(Try it): What you produce should be every line from the data that includes "rows".
━━━━━ Input for this task
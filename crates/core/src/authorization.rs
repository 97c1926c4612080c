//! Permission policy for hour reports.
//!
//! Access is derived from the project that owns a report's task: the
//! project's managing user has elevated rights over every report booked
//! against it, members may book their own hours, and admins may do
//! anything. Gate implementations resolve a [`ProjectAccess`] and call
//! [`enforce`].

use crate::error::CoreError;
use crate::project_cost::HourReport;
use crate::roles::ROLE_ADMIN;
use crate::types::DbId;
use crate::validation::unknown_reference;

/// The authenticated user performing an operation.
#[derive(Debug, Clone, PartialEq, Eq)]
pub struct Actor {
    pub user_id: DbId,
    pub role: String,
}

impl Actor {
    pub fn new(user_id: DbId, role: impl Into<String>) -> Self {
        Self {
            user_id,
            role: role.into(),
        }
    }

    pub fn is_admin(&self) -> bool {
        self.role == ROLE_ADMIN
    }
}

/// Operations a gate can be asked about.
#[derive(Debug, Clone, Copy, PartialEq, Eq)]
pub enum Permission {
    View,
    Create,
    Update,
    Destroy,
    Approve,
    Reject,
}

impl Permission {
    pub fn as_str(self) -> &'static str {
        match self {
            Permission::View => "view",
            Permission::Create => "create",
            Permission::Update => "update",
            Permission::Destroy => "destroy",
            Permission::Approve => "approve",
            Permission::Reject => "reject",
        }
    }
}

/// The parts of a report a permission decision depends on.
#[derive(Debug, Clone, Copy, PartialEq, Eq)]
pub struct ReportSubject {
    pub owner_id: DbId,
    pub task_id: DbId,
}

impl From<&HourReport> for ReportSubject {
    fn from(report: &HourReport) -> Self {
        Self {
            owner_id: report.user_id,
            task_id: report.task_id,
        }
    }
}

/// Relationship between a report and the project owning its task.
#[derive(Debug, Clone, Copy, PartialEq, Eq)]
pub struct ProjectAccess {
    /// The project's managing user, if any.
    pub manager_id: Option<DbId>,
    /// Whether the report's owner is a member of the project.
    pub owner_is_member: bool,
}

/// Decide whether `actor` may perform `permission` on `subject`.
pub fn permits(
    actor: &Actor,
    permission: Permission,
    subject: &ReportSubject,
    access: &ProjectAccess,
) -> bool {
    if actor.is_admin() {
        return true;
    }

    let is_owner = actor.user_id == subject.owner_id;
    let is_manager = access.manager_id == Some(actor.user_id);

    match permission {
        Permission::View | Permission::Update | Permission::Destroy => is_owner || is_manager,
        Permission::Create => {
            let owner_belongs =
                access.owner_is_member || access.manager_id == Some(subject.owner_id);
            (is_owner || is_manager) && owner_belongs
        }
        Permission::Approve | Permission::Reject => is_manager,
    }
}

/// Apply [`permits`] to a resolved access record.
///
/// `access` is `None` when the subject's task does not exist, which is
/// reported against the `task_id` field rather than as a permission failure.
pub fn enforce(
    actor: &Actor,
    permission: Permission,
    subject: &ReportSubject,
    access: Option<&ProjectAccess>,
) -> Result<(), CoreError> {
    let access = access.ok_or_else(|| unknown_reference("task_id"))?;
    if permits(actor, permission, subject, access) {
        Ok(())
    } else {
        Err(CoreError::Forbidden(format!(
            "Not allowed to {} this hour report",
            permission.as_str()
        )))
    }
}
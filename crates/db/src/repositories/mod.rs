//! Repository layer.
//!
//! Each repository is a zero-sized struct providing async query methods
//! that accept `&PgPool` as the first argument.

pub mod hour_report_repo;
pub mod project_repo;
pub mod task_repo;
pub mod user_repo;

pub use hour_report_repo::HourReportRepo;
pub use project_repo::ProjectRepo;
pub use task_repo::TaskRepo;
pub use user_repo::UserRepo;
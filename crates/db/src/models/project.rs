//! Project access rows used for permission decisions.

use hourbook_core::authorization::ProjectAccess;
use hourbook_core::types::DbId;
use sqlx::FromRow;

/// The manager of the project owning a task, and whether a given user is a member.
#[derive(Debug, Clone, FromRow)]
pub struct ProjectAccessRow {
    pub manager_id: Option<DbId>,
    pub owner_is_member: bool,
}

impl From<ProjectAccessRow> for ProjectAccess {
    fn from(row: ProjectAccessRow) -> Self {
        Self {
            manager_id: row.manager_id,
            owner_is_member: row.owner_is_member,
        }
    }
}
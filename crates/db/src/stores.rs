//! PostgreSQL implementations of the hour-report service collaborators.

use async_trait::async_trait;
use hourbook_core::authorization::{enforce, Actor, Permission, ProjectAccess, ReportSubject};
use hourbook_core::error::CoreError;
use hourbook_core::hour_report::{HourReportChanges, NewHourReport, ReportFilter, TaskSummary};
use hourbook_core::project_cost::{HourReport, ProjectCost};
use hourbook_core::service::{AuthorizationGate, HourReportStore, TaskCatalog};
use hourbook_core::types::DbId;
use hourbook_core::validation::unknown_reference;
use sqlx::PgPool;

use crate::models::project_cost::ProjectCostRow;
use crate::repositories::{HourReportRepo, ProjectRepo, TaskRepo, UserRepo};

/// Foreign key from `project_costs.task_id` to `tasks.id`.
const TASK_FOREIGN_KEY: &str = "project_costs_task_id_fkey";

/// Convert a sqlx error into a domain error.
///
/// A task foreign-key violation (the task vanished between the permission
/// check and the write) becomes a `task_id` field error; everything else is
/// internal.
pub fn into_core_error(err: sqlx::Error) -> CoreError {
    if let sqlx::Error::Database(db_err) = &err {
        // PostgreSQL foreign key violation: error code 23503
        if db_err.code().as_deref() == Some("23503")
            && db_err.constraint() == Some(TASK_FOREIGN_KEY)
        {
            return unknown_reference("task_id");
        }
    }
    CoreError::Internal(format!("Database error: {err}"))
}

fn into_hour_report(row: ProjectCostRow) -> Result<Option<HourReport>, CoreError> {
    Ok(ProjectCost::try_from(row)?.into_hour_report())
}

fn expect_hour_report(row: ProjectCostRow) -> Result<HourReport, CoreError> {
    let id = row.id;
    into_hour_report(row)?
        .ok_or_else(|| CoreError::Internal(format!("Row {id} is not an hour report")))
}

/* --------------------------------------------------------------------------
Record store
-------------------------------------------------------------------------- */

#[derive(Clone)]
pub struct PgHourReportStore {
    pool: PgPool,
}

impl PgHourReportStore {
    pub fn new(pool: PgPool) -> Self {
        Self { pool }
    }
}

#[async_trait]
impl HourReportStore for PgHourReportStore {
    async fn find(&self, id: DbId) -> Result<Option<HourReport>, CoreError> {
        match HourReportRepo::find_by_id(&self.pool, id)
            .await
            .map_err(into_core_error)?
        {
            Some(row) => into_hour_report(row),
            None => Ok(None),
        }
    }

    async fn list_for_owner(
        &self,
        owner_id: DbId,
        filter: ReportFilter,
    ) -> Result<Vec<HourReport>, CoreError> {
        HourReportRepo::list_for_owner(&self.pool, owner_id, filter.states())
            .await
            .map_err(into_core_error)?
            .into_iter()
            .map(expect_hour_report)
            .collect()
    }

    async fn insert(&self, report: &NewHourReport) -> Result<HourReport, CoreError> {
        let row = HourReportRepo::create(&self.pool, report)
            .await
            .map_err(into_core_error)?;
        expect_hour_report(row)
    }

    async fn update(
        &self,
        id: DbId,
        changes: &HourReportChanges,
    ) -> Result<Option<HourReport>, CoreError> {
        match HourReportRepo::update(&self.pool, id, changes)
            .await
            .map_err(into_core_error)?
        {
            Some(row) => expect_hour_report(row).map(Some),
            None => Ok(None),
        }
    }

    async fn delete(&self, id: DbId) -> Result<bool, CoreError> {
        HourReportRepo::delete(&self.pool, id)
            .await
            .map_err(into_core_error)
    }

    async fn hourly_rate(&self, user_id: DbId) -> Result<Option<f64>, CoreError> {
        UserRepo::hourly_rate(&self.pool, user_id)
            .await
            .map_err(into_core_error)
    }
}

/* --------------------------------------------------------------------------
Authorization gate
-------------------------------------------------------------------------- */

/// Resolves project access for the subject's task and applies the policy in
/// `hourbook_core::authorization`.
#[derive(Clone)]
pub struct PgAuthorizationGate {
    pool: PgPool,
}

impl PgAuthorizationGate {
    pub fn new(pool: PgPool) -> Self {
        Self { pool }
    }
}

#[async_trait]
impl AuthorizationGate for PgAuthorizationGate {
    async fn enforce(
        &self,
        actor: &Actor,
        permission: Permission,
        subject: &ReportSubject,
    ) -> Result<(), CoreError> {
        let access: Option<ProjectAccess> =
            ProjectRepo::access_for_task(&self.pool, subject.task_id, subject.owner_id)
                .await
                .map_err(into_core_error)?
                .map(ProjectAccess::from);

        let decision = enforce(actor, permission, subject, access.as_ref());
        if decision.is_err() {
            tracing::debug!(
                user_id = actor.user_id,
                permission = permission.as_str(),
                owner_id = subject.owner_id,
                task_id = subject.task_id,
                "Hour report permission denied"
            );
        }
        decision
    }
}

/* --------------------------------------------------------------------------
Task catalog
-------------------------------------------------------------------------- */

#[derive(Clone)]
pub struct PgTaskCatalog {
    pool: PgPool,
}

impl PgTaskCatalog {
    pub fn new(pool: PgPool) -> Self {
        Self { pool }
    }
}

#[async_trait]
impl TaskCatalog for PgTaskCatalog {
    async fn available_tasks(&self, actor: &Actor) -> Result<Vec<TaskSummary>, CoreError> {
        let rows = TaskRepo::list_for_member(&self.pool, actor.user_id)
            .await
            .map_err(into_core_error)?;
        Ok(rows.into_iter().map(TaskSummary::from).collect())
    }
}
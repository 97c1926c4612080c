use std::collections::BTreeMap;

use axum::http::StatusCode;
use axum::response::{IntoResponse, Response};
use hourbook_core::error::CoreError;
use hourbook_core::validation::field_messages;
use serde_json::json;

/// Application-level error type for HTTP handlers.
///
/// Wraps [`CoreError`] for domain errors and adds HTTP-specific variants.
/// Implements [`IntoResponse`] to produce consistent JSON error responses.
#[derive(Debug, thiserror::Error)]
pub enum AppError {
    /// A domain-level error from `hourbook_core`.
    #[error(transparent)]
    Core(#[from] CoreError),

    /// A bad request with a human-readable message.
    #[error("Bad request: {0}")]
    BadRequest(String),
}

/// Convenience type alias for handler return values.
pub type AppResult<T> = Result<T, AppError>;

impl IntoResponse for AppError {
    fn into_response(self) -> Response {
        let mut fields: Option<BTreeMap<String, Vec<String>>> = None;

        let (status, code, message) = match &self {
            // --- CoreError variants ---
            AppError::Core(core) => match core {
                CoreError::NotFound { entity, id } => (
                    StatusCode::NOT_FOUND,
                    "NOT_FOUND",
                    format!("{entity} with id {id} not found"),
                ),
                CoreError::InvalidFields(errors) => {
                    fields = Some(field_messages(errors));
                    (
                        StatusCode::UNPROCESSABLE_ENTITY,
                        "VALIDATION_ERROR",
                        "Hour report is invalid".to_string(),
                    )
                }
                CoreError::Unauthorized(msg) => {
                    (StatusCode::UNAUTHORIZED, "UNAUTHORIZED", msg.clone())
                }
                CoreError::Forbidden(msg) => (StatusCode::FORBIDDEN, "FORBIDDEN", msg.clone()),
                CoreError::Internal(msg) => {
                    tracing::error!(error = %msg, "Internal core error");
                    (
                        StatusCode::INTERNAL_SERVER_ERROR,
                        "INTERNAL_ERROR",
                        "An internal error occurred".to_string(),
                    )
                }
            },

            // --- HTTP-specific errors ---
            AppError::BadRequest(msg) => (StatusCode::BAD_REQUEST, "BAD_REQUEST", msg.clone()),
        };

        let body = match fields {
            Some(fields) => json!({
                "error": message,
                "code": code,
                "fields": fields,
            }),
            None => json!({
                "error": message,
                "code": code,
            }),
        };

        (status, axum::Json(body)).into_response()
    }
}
━━━━━━━━━━
(Response to the task):
//! Project access rows used for permission decisions.
        let rows = TaskRepo::list_for_member(&self.pool, actor.user_id)
        Ok(rows.into_iter().map(TaskSummary::from).collect())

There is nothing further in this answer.